>>>>>

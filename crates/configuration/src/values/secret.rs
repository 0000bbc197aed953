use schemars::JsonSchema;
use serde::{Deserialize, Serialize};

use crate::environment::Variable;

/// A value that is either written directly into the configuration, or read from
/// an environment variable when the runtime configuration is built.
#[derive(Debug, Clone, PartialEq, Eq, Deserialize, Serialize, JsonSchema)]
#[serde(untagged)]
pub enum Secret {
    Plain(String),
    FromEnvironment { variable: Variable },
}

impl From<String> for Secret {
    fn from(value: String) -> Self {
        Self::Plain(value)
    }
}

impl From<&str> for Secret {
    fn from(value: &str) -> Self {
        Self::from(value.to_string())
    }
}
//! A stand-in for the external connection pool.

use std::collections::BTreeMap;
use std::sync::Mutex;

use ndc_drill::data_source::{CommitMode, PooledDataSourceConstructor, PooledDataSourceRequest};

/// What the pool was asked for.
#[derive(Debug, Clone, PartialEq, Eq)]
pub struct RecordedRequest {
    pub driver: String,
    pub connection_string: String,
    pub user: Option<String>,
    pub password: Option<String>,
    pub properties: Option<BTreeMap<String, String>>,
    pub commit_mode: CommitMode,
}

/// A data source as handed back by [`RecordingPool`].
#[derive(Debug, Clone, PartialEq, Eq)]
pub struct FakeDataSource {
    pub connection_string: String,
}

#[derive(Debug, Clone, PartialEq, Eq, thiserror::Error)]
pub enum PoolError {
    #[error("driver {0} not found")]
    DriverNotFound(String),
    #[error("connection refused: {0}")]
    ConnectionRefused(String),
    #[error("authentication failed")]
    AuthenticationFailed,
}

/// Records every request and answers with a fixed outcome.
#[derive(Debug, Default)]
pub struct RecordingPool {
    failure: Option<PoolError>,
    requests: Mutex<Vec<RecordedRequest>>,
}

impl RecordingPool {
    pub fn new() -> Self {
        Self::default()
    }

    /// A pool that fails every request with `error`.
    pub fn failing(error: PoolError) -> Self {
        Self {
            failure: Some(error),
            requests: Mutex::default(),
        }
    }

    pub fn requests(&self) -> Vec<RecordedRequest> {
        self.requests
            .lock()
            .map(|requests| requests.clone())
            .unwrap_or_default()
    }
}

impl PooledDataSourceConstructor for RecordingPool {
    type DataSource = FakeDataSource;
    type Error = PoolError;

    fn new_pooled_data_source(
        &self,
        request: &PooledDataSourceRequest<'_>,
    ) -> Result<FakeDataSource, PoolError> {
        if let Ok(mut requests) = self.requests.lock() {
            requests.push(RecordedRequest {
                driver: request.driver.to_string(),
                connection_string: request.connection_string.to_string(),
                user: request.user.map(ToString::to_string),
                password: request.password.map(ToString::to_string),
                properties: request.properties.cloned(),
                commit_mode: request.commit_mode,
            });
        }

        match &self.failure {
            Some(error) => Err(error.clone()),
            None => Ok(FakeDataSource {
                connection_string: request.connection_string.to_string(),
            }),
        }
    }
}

<<<<<

Work to complete
Your answer should reproduce each line of the listing that holds the word "failure".

Solution to this problem
    failure: Option<PoolError>,
            failure: Some(error),
        match &self.failure {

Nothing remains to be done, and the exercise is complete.